▶ [Data extracts]:
####
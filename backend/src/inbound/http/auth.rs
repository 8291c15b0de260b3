//! Login and logout.
//!
//! ```text
//! GET  /auth/login/?next=/create/    {"next":"/create/"}
//! POST /auth/login/?next=/create/    {"username":"leo","password":"secret"}
//! POST /auth/logout/
//! ```

use actix_web::{HttpResponse, get, post, route, web};
use serde::{Deserialize, Serialize};
use serde_json::json;
use tracing::info;
use utoipa::{IntoParams, ToSchema};

use crate::domain::{Error, LoginCredentials, LoginValidationError};

use super::ApiResult;
use super::context::{found, safe_next};
use super::session::SessionContext;
use super::state::HttpState;

/// Login request body.
#[derive(Debug, Deserialize, Serialize, ToSchema)]
#[serde(rename_all = "camelCase")]
pub struct LoginRequest {
    pub username: String,
    pub password: String,
}

impl TryFrom<LoginRequest> for LoginCredentials {
    type Error = LoginValidationError;

    fn try_from(value: LoginRequest) -> Result<Self, Self::Error> {
        Self::try_from_parts(&value.username, &value.password)
    }
}

/// Where to go once signed in.
#[derive(Debug, Default, Deserialize, Serialize, ToSchema, IntoParams)]
#[into_params(parameter_in = Query)]
pub struct NextQuery {
    /// Local path to return to. Anything else falls back to `/`.
    pub next: Option<String>,
}

/// Describe the login form.
#[utoipa::path(
    get,
    path = "/auth/login/",
    params(NextQuery),
    responses((status = 200, description = "Login form", body = NextQuery)),
    tags = ["auth"],
    operation_id = "loginForm",
    security([])
)]
#[get("/auth/login/")]
pub async fn login_form(query: web::Query<NextQuery>) -> web::Json<NextQuery> {
    let next = safe_next(query.next.as_deref()).to_owned();
    web::Json(NextQuery { next: Some(next) })
}

/// Authenticate and establish a session.
#[utoipa::path(
    post,
    path = "/auth/login/",
    params(NextQuery),
    request_body = LoginRequest,
    responses(
        (status = 302, description = "Signed in; redirects to `next`",
            headers(("Set-Cookie" = String, description = "Session cookie"))),
        (status = 400, description = "Invalid request", body = Error),
        (status = 401, description = "Invalid credentials", body = Error)
    ),
    tags = ["auth"],
    operation_id = "login",
    security([])
)]
#[post("/auth/login/")]
pub async fn login(
    state: web::Data<HttpState>,
    session: SessionContext,
    query: web::Query<NextQuery>,
    payload: web::Json<LoginRequest>,
) -> ApiResult<HttpResponse> {
    let credentials =
        LoginCredentials::try_from(payload.into_inner()).map_err(map_login_validation_error)?;
    let user_id = state.login.authenticate(&credentials).await?;
    session.persist_user(&user_id)?;
    info!(user = %user_id, "signed in");
    Ok(found(safe_next(query.next.as_deref())))
}

fn map_login_validation_error(err: LoginValidationError) -> Error {
    match err {
        LoginValidationError::EmptyUsername => Error::invalid_request("username must not be empty")
            .with_details(json!({ "field": "username", "code": "empty_username" })),
        LoginValidationError::EmptyPassword => Error::invalid_request("password must not be empty")
            .with_details(json!({ "field": "password", "code": "empty_password" })),
    }
}

/// End the session and return to the home feed.
#[utoipa::path(
    post,
    path = "/auth/logout/",
    responses((status = 302, description = "Signed out; redirects to `/`")),
    tags = ["auth"],
    operation_id = "logout",
    security([])
)]
#[route("/auth/logout/", method = "GET", method = "POST")]
pub async fn logout(session: SessionContext) -> HttpResponse {
    session.purge();
    found("/")
}

#[cfg(test)]
mod tests {
    use super::*;
    use crate::domain::UserId;
    use crate::inbound::http::session::USER_ID_KEY;
    use crate::inbound::http::test_utils::{session_cookie, test_session_middleware};
    use crate::test_support::app::{BlogFixture, FIXTURE_PASSWORD};
    use actix_session::SessionExt;
    use actix_web::http::{StatusCode, header};
    use actix_web::{App, HttpRequest, test as actix_test};
    use rstest::rstest;
    use serde_json::Value;

    async fn whoami(req: HttpRequest) -> String {
        req.get_session()
            .get::<String>(USER_ID_KEY)
            .ok()
            .flatten()
            .unwrap_or_else(|| "anonymous".to_owned())
    }

    macro_rules! app {
        ($fixture:expr) => {
            actix_test::init_service(
                App::new()
                    .wrap(test_session_middleware())
                    .app_data(web::Data::new($fixture.state.clone()))
                    .service(login_form)
                    .service(login)
                    .service(logout)
                    .route("/whoami", web::get().to(whoami)),
            )
            .await
        };
    }

    fn location<B>(res: &actix_web::dev::ServiceResponse<B>) -> Option<&str> {
        res.headers()
            .get(header::LOCATION)
            .and_then(|v| v.to_str().ok())
    }

    #[actix_web::test]
    async fn login_redirects_to_next_and_sets_session() {
        let fixture = BlogFixture::new();
        let app = app!(fixture);

        let res = actix_test::call_service(
            &app,
            actix_test::TestRequest::post()
                .uri("/auth/login/?next=%2Fcreate%2F")
                .set_json(LoginRequest {
                    username: "leo".into(),
                    password: FIXTURE_PASSWORD.into(),
                })
                .to_request(),
        )
        .await;

        assert_eq!(res.status(), StatusCode::FOUND);
        assert_eq!(location(&res), Some("/create/"));
        let cookie = session_cookie(&res).expect("session cookie");
        let who = actix_test::call_service(
            &app,
            actix_test::TestRequest::get().uri("/whoami").cookie(cookie).to_request(),
        )
        .await;
        let body = actix_test::read_body(who).await;
        let id = UserId::new(std::str::from_utf8(&body).expect("utf8")).expect("user id");
        assert_eq!(&id, fixture.leo.id());
    }

    #[rstest]
    #[case("leo", "wrong", StatusCode::UNAUTHORIZED)]
    #[case("nobody", FIXTURE_PASSWORD, StatusCode::UNAUTHORIZED)]
    #[case("   ", FIXTURE_PASSWORD, StatusCode::BAD_REQUEST)]
    #[case("leo", "", StatusCode::BAD_REQUEST)]
    #[actix_web::test]
    async fn bad_logins_are_rejected(
        #[case] username: &str,
        #[case] password: &str,
        #[case] expected: StatusCode,
    ) {
        let fixture = BlogFixture::new();
        let app = app!(fixture);

        let res = actix_test::call_service(
            &app,
            actix_test::TestRequest::post()
                .uri("/auth/login/")
                .set_json(LoginRequest {
                    username: username.into(),
                    password: password.into(),
                })
                .to_request(),
        )
        .await;

        assert_eq!(res.status(), expected);
        assert!(session_cookie(&res).is_none());
    }

    #[actix_web::test]
    async fn foreign_next_falls_back_to_home() {
        let fixture = BlogFixture::new();
        let app = app!(fixture);

        let res = actix_test::call_service(
            &app,
            actix_test::TestRequest::post()
                .uri("/auth/login/?next=https%3A%2F%2Fevil.example%2F")
                .set_json(LoginRequest {
                    username: "mia".into(),
                    password: FIXTURE_PASSWORD.into(),
                })
                .to_request(),
        )
        .await;

        assert_eq!(location(&res), Some("/"));
    }

    #[actix_web::test]
    async fn login_form_echoes_safe_next() {
        let fixture = BlogFixture::new();
        let app = app!(fixture);

        let res = actix_test::call_service(
            &app,
            actix_test::TestRequest::get()
                .uri("/auth/login/?next=%2Ffollow%2F")
                .to_request(),
        )
        .await;

        assert_eq!(res.status(), StatusCode::OK);
        let body: Value = actix_test::read_body_json(res).await;
        assert_eq!(body["next"], "/follow/");
    }

    #[actix_web::test]
    async fn logout_redirects_home() {
        let fixture = BlogFixture::new();
        let app = app!(fixture);

        let res = actix_test::call_service(
            &app,
            actix_test::TestRequest::post().uri("/auth/logout/").to_request(),
        )
        .await;

        assert_eq!(res.status(), StatusCode::FOUND);
        assert_eq!(location(&res), Some("/"));
    }
}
####
▶ [What this task involves]: For every line of the entries above that holds "headers", add one to a tally, and report only the final count.

▶ [Answer space]: 2